BEGIN Listed entries

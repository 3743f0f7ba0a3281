//! Pipeline definition files.
//!
//! A definition describes one pipeline version, its aliases and how it runs:
//!
//! ```toml
//! [pipeline]
//! name = "demo-1"
//! version = "3"
//! git_repo_url = "https://git.example.com/team-a/demo-1"
//!
//! [[alias]]
//! alias_name = "champion"
//! version_number = "3"
//!
//! [runtime.autoscale]
//! minimum_replicas = 1
//! maximum_replicas = 4
//! target_cpu_utilization = 60
//! target_memory_utilization = 80
//! ```

use std::collections::{BTreeMap, HashSet};
use std::path::Path;

use serde::{Deserialize, Serialize};

use crate::error::{ControlError, ControlResult};

/// Highest replica count autoscaling may reach.
pub const MAX_REPLICAS: u32 = 32;

/// Accepted range for the autoscaling CPU target, in percent.
pub const CPU_TARGET_RANGE: std::ops::RangeInclusive<u32> = 40..=90;

/// A parsed, validated pipeline definition.
#[derive(Debug, Clone, PartialEq, Serialize, Deserialize)]
pub struct PipelineDefinition {
    /// The pipeline itself.
    pub pipeline: PipelineSpec,

    /// Named aliases, deployed in declared order.
    #[serde(default, rename = "alias")]
    pub aliases: Vec<AliasSpec>,

    /// How the pipeline runs.
    #[serde(default)]
    pub runtime: RuntimeSpec,
}

/// Identity and source of a pipeline.
#[derive(Debug, Clone, PartialEq, Eq, Serialize, Deserialize)]
pub struct PipelineSpec {
    /// Pipeline name.
    pub name: String,
    /// Pipeline version.
    pub version: String,
    /// Source repository URL.
    pub git_repo_url: String,
    /// Branch the image is built from.
    #[serde(default = "default_branch")]
    pub git_repo_branch: String,
    /// Path of the pipeline within the repository.
    #[serde(default)]
    pub git_repo_path: String,
}

fn default_branch() -> String {
    "main".to_owned()
}

impl PipelineSpec {
    /// Repository name: the last path segment of the URL, without `.git`.
    #[must_use]
    pub fn repository(&self) -> &str {
        let url = self.git_repo_url.trim_end_matches('/');
        let last = url.rsplit('/').next().unwrap_or(url);
        last.strip_suffix(".git").unwrap_or(last)
    }
}

/// A named alias pointing at a pipeline version.
#[derive(Debug, Clone, PartialEq, Eq, Serialize, Deserialize)]
pub struct AliasSpec {
    /// Alias label.
    pub alias_name: String,
    /// Version the alias routes to.
    pub version_number: String,
}

/// Runtime settings.
#[derive(Debug, Clone, PartialEq, Default, Serialize, Deserialize)]
pub struct RuntimeSpec {
    /// Container name override.
    #[serde(default)]
    pub container: Option<String>,

    /// Fixed replica count. Exclusive with `autoscale`.
    #[serde(default)]
    pub fixed_scale: Option<FixedScale>,

    /// Autoscaling bounds. Exclusive with `fixed_scale`.
    #[serde(default)]
    pub autoscale: Option<Autoscale>,

    /// CPU and memory requests/limits.
    #[serde(default)]
    pub resources: Resources,

    /// Whether traces are sampled.
    #[serde(default)]
    pub tracing: bool,

    /// Extra environment variables.
    #[serde(default)]
    pub env: BTreeMap<String, String>,
}

impl RuntimeSpec {
    /// Replica count written to values; autoscaled pipelines start at the minimum.
    #[must_use]
    pub fn replicas(&self) -> u32 {
        match (&self.fixed_scale, &self.autoscale) {
            (Some(fixed), _) => fixed.replicas,
            (None, Some(auto)) => auto.minimum_replicas,
            (None, None) => 1,
        }
    }
}

/// Fixed replica count.
#[derive(Debug, Clone, Copy, PartialEq, Eq, Serialize, Deserialize)]
pub struct FixedScale {
    /// Replicas.
    pub replicas: u32,
}

/// Autoscaling bounds.
#[derive(Debug, Clone, Copy, PartialEq, Eq, Serialize, Deserialize)]
pub struct Autoscale {
    /// Lower bound.
    pub minimum_replicas: u32,
    /// Upper bound.
    pub maximum_replicas: u32,
    /// CPU utilisation target, percent.
    pub target_cpu_utilization: u32,
    /// Memory utilisation target, percent.
    pub target_memory_utilization: u32,
}

/// CPU and memory sizing.
#[derive(Debug, Clone, Copy, PartialEq, Serialize, Deserialize)]
pub struct Resources {
    /// Requested CPU.
    #[serde(default = "default_min_cpu")]
    pub min_cpu: f64,
    /// CPU limit.
    #[serde(default = "default_max_cpu")]
    pub max_cpu: f64,
    /// Requested memory, MB.
    #[serde(default = "default_min_memory_mb")]
    pub min_memory_mb: u32,
    /// Memory limit, MB.
    #[serde(default = "default_max_memory_mb")]
    pub max_memory_mb: u32,
}

const fn default_min_cpu() -> f64 {
    0.5
}

const fn default_max_cpu() -> f64 {
    1.5
}

const fn default_min_memory_mb() -> u32 {
    750
}

const fn default_max_memory_mb() -> u32 {
    1500
}

impl Default for Resources {
    fn default() -> Self {
        Self {
            min_cpu: default_min_cpu(),
            max_cpu: default_max_cpu(),
            min_memory_mb: default_min_memory_mb(),
            max_memory_mb: default_max_memory_mb(),
        }
    }
}

impl PipelineDefinition {
    /// Parse and validate a definition from TOML text.
    pub fn from_toml(text: &str) -> ControlResult<Self> {
        let definition: Self =
            toml::from_str(text).map_err(|e| ControlError::definition(e.to_string()))?;
        definition.validate()?;
        Ok(definition)
    }

    /// Read, parse and validate a definition file.
    pub fn from_file(path: impl AsRef<Path>) -> ControlResult<Self> {
        let path = path.as_ref();
        let text = std::fs::read_to_string(path).map_err(|e| {
            ControlError::definition(format!("cannot read {}: {e}", path.display()))
        })?;
        Self::from_toml(&text)
    }

    /// Check every rule a definition must satisfy before anything is deployed.
    pub fn validate(&self) -> ControlResult<()> {
        check_name("pipeline name", &self.pipeline.name)?;
        if self.pipeline.version.trim().is_empty() {
            return Err(ControlError::definition("pipeline version is empty"));
        }
        if self.pipeline.git_repo_url.trim().is_empty() {
            return Err(ControlError::definition("git_repo_url is empty"));
        }

        let mut seen = HashSet::new();
        for alias in &self.aliases {
            check_name("alias name", &alias.alias_name)?;
            if !seen.insert(alias.alias_name.as_str()) {
                return Err(ControlError::definition(format!(
                    "alias {} is declared twice",
                    alias.alias_name
                )));
            }
        }

        let runtime = &self.runtime;
        match (&runtime.fixed_scale, &runtime.autoscale) {
            (Some(_), Some(_)) => {
                return Err(ControlError::definition(
                    "fixed_scale and autoscale are mutually exclusive",
                ))
            }
            (Some(fixed), None) if fixed.replicas == 0 => {
                return Err(ControlError::definition("fixed_scale.replicas must be > 0"))
            }
            (None, Some(auto)) => check_autoscale(auto)?,
            _ => {}
        }

        let resources = &runtime.resources;
        if resources.min_cpu <= 0.0 || resources.min_cpu > resources.max_cpu {
            return Err(ControlError::definition(
                "resources need 0 < min_cpu <= max_cpu",
            ));
        }
        if resources.min_memory_mb == 0 || resources.min_memory_mb > resources.max_memory_mb {
            return Err(ControlError::definition(
                "resources need 0 < min_memory_mb <= max_memory_mb",
            ));
        }

        Ok(())
    }
}

fn check_name(what: &str, name: &str) -> ControlResult<()> {
    if name.trim().is_empty() {
        return Err(ControlError::definition(format!("{what} is empty")));
    }
    // Names end up in Kubernetes resource names.
    if name.contains('_') {
        return Err(ControlError::definition(format!(
            "{what} {name:?} must not contain '_'"
        )));
    }
    Ok(())
}

fn check_autoscale(auto: &Autoscale) -> ControlResult<()> {
    if auto.minimum_replicas == 0 {
        return Err(ControlError::definition(
            "autoscale.minimum_replicas must be > 0",
        ));
    }
    if auto.maximum_replicas > MAX_REPLICAS {
        return Err(ControlError::definition(format!(
            "autoscale.maximum_replicas must be <= {MAX_REPLICAS}"
        )));
    }
    if auto.minimum_replicas >= auto.maximum_replicas {
        return Err(ControlError::definition(
            "autoscale.minimum_replicas must be below maximum_replicas",
        ));
    }
    if !CPU_TARGET_RANGE.contains(&auto.target_cpu_utilization) {
        return Err(ControlError::definition(format!(
            "autoscale.target_cpu_utilization must be within {}..={}",
            CPU_TARGET_RANGE.start(),
            CPU_TARGET_RANGE.end()
        )));
    }
    if auto.target_memory_utilization == 0 || auto.target_memory_utilization > 100 {
        return Err(ControlError::definition(
            "autoscale.target_memory_utilization must be within 1..=100",
        ));
    }
    Ok(())
}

END Listed entries

**What needs to be done**
A complete answer gives every line of the records holding "BTreeMap".

**Response area**
use std::collections::{BTreeMap, HashSet};
    pub env: BTreeMap<String, String>,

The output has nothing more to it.